EXERCISE PROMPT:
Please copy out the lines in the entries that contain "sibling".

DATA FOR THIS TASK:
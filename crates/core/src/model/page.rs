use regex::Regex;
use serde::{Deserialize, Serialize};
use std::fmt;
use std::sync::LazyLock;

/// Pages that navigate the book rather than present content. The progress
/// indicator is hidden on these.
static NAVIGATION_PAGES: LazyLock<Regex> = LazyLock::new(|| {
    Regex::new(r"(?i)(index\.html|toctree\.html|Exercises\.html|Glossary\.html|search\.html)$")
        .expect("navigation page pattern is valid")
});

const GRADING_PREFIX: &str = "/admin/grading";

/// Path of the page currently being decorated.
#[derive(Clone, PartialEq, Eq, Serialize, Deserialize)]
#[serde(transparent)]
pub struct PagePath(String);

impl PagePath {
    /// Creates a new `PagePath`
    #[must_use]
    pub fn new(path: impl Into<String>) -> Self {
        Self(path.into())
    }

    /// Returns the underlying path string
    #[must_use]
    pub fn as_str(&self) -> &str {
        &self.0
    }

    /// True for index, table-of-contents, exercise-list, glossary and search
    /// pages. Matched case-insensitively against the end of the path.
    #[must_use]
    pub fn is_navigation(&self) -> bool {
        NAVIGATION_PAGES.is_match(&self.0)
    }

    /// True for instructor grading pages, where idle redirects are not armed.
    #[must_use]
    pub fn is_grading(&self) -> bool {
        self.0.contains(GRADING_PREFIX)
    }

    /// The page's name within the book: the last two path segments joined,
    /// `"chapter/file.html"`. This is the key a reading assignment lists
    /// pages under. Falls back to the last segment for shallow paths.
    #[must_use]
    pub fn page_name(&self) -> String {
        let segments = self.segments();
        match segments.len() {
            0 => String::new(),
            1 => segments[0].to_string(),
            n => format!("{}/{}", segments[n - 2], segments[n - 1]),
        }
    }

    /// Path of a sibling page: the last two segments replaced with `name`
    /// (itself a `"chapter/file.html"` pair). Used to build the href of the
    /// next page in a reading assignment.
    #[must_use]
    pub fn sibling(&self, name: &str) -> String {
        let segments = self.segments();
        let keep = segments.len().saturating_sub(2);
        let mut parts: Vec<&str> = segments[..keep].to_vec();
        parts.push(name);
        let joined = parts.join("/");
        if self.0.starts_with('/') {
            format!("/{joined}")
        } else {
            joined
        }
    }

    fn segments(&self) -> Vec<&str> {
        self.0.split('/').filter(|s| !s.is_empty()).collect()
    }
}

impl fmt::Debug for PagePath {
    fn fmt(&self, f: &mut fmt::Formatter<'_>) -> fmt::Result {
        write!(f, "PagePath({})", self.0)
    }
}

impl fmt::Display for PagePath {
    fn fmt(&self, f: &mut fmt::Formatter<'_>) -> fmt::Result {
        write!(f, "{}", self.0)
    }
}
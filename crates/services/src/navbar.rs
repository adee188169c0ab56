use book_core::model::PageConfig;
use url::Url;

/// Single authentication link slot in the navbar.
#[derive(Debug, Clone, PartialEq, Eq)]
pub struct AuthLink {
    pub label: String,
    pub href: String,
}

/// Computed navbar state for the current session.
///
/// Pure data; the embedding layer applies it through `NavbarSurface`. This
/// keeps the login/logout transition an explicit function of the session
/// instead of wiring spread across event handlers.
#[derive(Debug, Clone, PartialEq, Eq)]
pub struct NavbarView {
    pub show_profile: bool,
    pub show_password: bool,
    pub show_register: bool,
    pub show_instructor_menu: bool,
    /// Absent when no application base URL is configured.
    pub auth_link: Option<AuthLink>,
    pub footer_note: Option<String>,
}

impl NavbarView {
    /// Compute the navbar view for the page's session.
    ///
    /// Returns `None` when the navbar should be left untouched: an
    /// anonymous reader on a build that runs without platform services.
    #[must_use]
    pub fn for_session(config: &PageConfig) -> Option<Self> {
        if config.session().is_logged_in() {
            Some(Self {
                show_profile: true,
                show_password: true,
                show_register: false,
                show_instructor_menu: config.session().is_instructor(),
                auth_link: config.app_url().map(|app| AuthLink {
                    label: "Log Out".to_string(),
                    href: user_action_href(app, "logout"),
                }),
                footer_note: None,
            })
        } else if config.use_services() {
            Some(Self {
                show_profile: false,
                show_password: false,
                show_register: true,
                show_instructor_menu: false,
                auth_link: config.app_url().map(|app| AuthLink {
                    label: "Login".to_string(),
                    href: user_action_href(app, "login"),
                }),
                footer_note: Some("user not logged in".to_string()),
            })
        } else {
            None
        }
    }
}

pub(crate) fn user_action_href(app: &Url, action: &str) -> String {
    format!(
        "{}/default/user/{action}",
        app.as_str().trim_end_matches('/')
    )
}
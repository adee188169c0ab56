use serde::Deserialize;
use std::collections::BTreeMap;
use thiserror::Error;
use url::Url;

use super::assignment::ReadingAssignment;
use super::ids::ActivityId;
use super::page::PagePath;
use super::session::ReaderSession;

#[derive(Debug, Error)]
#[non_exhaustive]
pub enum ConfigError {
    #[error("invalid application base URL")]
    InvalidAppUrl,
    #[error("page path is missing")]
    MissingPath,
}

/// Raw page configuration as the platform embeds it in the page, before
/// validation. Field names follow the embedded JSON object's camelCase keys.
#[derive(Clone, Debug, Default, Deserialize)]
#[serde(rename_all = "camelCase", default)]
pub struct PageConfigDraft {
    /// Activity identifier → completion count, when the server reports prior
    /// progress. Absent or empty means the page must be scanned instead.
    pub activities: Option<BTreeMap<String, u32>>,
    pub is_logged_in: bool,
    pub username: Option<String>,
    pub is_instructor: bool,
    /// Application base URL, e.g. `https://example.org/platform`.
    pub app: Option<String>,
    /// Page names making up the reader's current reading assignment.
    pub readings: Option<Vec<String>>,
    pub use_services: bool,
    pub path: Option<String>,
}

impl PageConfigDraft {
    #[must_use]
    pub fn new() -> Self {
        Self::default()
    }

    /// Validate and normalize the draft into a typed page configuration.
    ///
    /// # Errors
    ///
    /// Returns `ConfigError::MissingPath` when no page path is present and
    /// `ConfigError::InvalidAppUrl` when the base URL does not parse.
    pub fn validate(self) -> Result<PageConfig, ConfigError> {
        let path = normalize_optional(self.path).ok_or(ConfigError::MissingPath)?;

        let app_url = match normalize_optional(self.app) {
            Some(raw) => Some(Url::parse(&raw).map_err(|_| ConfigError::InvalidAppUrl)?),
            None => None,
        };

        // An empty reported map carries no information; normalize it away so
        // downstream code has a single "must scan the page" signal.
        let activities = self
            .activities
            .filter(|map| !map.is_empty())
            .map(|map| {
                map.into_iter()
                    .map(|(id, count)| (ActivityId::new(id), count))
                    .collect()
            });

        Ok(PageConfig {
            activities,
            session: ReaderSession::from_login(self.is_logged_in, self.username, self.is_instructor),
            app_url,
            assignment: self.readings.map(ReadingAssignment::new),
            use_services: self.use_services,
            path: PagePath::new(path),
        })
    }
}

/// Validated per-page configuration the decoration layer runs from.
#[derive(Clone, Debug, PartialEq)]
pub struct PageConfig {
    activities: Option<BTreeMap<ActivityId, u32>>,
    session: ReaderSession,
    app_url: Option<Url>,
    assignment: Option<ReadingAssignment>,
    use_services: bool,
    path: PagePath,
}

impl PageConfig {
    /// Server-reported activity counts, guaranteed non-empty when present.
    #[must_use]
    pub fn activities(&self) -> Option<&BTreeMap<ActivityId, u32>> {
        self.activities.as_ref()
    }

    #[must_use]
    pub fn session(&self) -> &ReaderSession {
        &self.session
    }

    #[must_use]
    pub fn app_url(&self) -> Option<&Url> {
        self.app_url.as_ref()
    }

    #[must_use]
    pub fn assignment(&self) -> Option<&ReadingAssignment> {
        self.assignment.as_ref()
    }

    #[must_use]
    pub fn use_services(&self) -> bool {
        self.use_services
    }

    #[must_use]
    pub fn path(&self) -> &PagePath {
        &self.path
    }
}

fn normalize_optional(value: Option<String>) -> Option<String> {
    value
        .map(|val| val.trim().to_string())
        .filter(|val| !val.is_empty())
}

RESPONSE:
    /// Path of a sibling page: the last two segments replaced with `name`
    pub fn sibling(&self, name: &str) -> String {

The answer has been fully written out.